- WORK INSTRUCTION -
Your response should contain each line of the data that includes "impl".

SOURCE MATERIAL START

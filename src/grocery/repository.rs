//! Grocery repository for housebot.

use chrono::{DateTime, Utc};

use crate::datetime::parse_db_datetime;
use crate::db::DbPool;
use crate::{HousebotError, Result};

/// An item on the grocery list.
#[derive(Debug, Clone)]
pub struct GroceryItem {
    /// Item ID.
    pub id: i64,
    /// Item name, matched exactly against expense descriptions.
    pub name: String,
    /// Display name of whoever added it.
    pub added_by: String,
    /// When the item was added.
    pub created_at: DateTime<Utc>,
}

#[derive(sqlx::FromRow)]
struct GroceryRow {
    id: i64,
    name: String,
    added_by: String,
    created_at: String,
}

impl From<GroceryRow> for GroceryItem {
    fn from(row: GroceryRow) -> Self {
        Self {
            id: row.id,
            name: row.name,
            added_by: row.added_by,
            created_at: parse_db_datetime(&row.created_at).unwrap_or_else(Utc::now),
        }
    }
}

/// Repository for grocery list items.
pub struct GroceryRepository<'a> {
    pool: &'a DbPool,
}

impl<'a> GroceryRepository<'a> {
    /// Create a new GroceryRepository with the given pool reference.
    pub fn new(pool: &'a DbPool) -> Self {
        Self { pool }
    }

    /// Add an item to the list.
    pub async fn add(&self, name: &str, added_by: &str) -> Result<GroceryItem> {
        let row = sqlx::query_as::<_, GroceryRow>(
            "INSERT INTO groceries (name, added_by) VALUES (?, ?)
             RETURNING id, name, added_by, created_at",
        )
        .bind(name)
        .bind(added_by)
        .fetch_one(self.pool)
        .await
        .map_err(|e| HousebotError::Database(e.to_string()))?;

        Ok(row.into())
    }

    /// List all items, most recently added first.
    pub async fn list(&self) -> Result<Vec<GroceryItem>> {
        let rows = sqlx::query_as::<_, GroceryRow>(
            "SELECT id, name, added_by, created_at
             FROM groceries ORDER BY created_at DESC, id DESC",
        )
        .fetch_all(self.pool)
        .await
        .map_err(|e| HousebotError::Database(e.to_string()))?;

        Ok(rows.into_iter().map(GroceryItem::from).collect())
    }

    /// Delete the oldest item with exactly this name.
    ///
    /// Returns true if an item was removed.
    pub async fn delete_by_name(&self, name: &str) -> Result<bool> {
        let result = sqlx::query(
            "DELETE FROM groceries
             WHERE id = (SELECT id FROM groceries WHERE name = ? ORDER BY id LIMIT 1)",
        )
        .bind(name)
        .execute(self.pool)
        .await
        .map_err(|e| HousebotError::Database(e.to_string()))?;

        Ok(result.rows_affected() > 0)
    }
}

SOURCE MATERIAL END

- SOLUTION FOR THIS EXERCISE -
impl From<GroceryRow> for GroceryItem {
impl<'a> GroceryRepository<'a> {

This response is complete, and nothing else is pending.